This research is a follow-up of Sierpinska, Bobos, and Pruncut’s 2011 study, which experimented with three teaching approaches to teaching absolute value inequalities (AVI), visual, procedural, and theoretical, presented over an audio lecture with slides. The study demonstrated that participants treated with the visual approach were more likely to engage in theoretical thinking than those treated with the other two approaches. In the present experiment, two groups of participants enrolled in prerequisite mathematics courses at a large, urban North American University were taught AVI with the visual approach using two different teaching styles: discursive (permitting and actively encouraging teacher-student interactions during the lecture) and non-discursive (not allowing teacher-student interactions during the lecture). In Sierpinska et al.’s study, the non-discursive style was used in all three approaches (the lectures were recorded and the teacher was not present in person). In the present study, a live teacher was lecturing in both treatments. Another difference was that in Sierpinska et al.’s study, lectures were delivered individually to each participant, while in the present study, all participants in a group were treated simultaneously. Therefore, in the discursive approach, not only teacher-student but also student-student interactions during the lecture were possible.

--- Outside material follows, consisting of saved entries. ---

//! Batch and medicine definition maintenance.

use chrono::NaiveDate;
use serde::{Deserialize, Serialize};
use tracing::info;

use super::engine::SingleBatch;
use super::resolver::BatchResolver;
use super::{Ledger, LedgerError, LedgerResult};
use crate::codec::{self, ParseError};
use crate::models::{
    BatchUpdate, CombinationComponent, CombinationDescriptor, ExpiryStatus, InventoryBatch,
    MedicineDefinition, MedicineKind, NewBatch, StockStatus, StockThresholds,
};

/// A batch with its stock and expiry classification.
#[derive(Debug, Clone, Serialize, Deserialize, PartialEq)]
pub struct BatchOverview {
    pub batch: InventoryBatch,
    pub stock_status: StockStatus,
    pub expiry_status: ExpiryStatus,
}

/// Input for saving a predefined combination.
#[derive(Debug, Clone, Default, PartialEq)]
pub struct CombinationInput {
    pub name: String,
    pub components: Vec<CombinationComponent>,
    pub tags: Vec<String>,
    /// Generated from the components when absent
    pub description: Option<String>,
}

impl<R: BatchResolver> Ledger<'_, R> {
    // =====================================================================
    // Batches
    // =====================================================================

    /// Receive a new batch and bind the simple medicine of the same name to it.
    pub fn create_batch(&self, new_batch: NewBatch) -> LedgerResult<InventoryBatch> {
        let medicine_name = new_batch.medicine_name.trim().to_string();
        if medicine_name.is_empty() {
            return Err(LedgerError::InvalidInput("Medicine name is required".into()));
        }
        if new_batch.received_qty_boxes < 0 {
            return Err(LedgerError::InvalidQuantity(new_batch.received_qty_boxes));
        }

        let batch = NewBatch {
            medicine_name,
            ..new_batch
        }
        .into_batch();

        self.db.in_transaction(|db| {
            db.insert_batch(&batch)?;
            match db.find_simple_definition(&batch.medicine_name)? {
                Some(def) => {
                    db.bind_simple_definition(&def.id, &batch.id)?;
                }
                None => {
                    let def = MedicineDefinition::simple(&batch.medicine_name, Some(batch.id.clone()));
                    db.insert_medicine_definition(&def)?;
                }
            }
            Ok::<_, LedgerError>(())
        })?;

        info!(
            batch_id = %batch.id,
            medicine = %batch.medicine_name,
            received = batch.received_qty_boxes,
            "Batch received"
        );
        Ok(batch)
    }

    /// Edit batch metadata. A rename carries over to the bound simple medicine.
    pub fn update_batch_details(
        &self,
        batch_id: &str,
        update: &BatchUpdate,
    ) -> LedgerResult<InventoryBatch> {
        let medicine_name = update.medicine_name.trim();
        if medicine_name.is_empty() {
            return Err(LedgerError::InvalidInput("Medicine name is required".into()));
        }
        if update.received_qty_boxes < 0 {
            return Err(LedgerError::InvalidQuantity(update.received_qty_boxes));
        }

        self.run_locked(
            |db| {
                db.get_on_hand(batch_id)?
                    .ok_or_else(|| LedgerError::BatchNotFound(batch_id.to_string()))?;
                Ok(SingleBatch(batch_id.to_string()))
            },
            |db, _| {
                let before = db
                    .get_batch(batch_id)?
                    .ok_or_else(|| LedgerError::BatchNotFound(batch_id.to_string()))?;
                let update = BatchUpdate {
                    medicine_name: medicine_name.to_string(),
                    ..update.clone()
                };
                db.update_batch_details(batch_id, &update)?;
                if before.medicine_name != update.medicine_name {
                    let renamed = db.rename_definitions_bound_to(batch_id, &update.medicine_name)?;
                    info!(
                        batch_id,
                        from = %before.medicine_name,
                        to = %update.medicine_name,
                        renamed,
                        "Batch medicine renamed"
                    );
                }
                db.get_batch(batch_id)?
                    .ok_or_else(|| LedgerError::BatchNotFound(batch_id.to_string()))
            },
        )
    }

    /// Remove a batch. Simple medicines bound to it become unbound;
    /// transaction history is kept.
    pub fn delete_batch(&self, batch_id: &str) -> LedgerResult<usize> {
        self.run_locked(
            |db| {
                db.get_on_hand(batch_id)?
                    .ok_or_else(|| LedgerError::BatchNotFound(batch_id.to_string()))?;
                Ok(SingleBatch(batch_id.to_string()))
            },
            |db, _| {
                let detached = db.detach_batch_references(batch_id)?;
                db.delete_batch_row(batch_id)?;
                info!(batch_id, detached, "Batch deleted");
                Ok(detached)
            },
        )
    }

    pub fn get_batch(&self, batch_id: &str) -> LedgerResult<InventoryBatch> {
        self.db
            .get_batch(batch_id)?
            .ok_or_else(|| LedgerError::BatchNotFound(batch_id.to_string()))
    }

    /// All batches, newest first.
    pub fn list_batches(&self) -> LedgerResult<Vec<InventoryBatch>> {
        Ok(self.db.list_batches()?)
    }

    /// Batches with fewer boxes than the low-stock threshold.
    pub fn list_low_stock_batches(
        &self,
        thresholds: &StockThresholds,
    ) -> LedgerResult<Vec<InventoryBatch>> {
        Ok(self.db.list_batches_below(thresholds.low)?)
    }

    /// Every batch with its stock and expiry classification as of `today`.
    pub fn batch_overview(
        &self,
        thresholds: &StockThresholds,
        today: NaiveDate,
    ) -> LedgerResult<Vec<BatchOverview>> {
        Ok(self
            .db
            .list_batches()?
            .into_iter()
            .map(|batch| BatchOverview {
                stock_status: batch.stock_status(thresholds),
                expiry_status: batch.expiry_status(today, thresholds),
                batch,
            })
            .collect())
    }

    // =====================================================================
    // Medicine definitions
    // =====================================================================

    /// Save a new predefined combination.
    ///
    /// Repeated base medicines are merged by summing their dosages.
    pub fn save_combination_definition(
        &self,
        input: CombinationInput,
    ) -> LedgerResult<MedicineDefinition> {
        let (descriptor, description) = validate_combination(&input)?;
        let mut def = MedicineDefinition::combination(input.name.trim(), descriptor);
        def.description = Some(description);
        def.tags = input.tags;

        self.db.insert_medicine_definition(&def)?;
        info!(
            medicine_definition_id = %def.id,
            name = %def.name,
            components = def.component_names().len(),
            "Combination saved"
        );
        Ok(def)
    }

    /// Save a combination from its text encoding, kept as the name.
    pub fn define_combination_from_text(
        &self,
        text: &str,
        tags: Vec<String>,
        description: Option<String>,
    ) -> LedgerResult<MedicineDefinition> {
        let parsed = codec::parse_strict(text)?;
        self.save_combination_definition(CombinationInput {
            name: text.trim().to_string(),
            components: parsed.components,
            tags,
            description,
        })
    }

    /// Replace the name, components, tags and description of a combination.
    pub fn update_combination_definition(
        &self,
        definition_id: &str,
        input: CombinationInput,
    ) -> LedgerResult<MedicineDefinition> {
        let mut def = self.get_medicine_definition(definition_id)?;
        if !def.is_combination() {
            return Err(LedgerError::InvalidInput(format!(
                "{} is not a combination",
                definition_id
            )));
        }
        let (descriptor, description) = validate_combination(&input)?;
        def.name = input.name.trim().to_string();
        def.kind = MedicineKind::Combination {
            components: descriptor.merged(),
        };
        def.description = Some(description);
        def.tags = input.tags;

        if !self.db.update_medicine_definition(&def)? {
            return Err(LedgerError::MedicineNotFound(definition_id.to_string()));
        }
        info!(medicine_definition_id = %def.id, name = %def.name, "Combination updated");
        Ok(def)
    }

    /// Delete a medicine definition. Transactions that used it are kept.
    pub fn delete_medicine_definition(&self, definition_id: &str) -> LedgerResult<()> {
        if !self.db.delete_medicine_definition_row(definition_id)? {
            return Err(LedgerError::MedicineNotFound(definition_id.to_string()));
        }
        info!(medicine_definition_id = %definition_id, "Medicine definition deleted");
        Ok(())
    }

    pub fn get_medicine_definition(&self, definition_id: &str) -> LedgerResult<MedicineDefinition> {
        self.db
            .get_medicine_definition(definition_id)?
            .ok_or_else(|| LedgerError::MedicineNotFound(definition_id.to_string()))
    }

    /// Predefined combinations, by name.
    pub fn list_combinations(&self) -> LedgerResult<Vec<MedicineDefinition>> {
        Ok(self.db.list_combinations()?)
    }
}

/// Check a combination and work out its description.
fn validate_combination(
    input: &CombinationInput,
) -> LedgerResult<(CombinationDescriptor, String)> {
    if input.name.trim().is_empty() {
        return Err(LedgerError::InvalidInput("Combination name is required".into()));
    }
    if input.components.is_empty() {
        return Err(ParseError::Empty.into());
    }
    if let Some(bad) = input
        .components
        .iter()
        .find(|c| !codec::is_medicine_name(&c.base_medicine_name))
    {
        return Err(ParseError::MalformedSegment(bad.base_medicine_name.clone()).into());
    }

    let descriptor = CombinationDescriptor::new(input.components.clone()).try_merged()?;
    let description = match input.description.as_deref().map(str::trim) {
        Some(text) if !text.is_empty() => text.to_string(),
        _ => descriptor.describe(),
    };
    Ok((descriptor, description))
}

The aim of this research was to explore the conjecture that the discursive approach is more likely to promote theoretical thinking in students. The group exposed to the discursive approach was, therefore, my experimental group and the other played the role of the control group. The conjecture was not confirmed, but the two approaches seem to have provoked different aspects of theoretical thinking. The experimental group was found to be more reflective, while the control group tended to be more systemic in their thinking. Some striking results, not predicted by Sierpinska et al.’s study, were also found with respect to reflective thinking, definitional thinking, proving behavior, and analytic thinking.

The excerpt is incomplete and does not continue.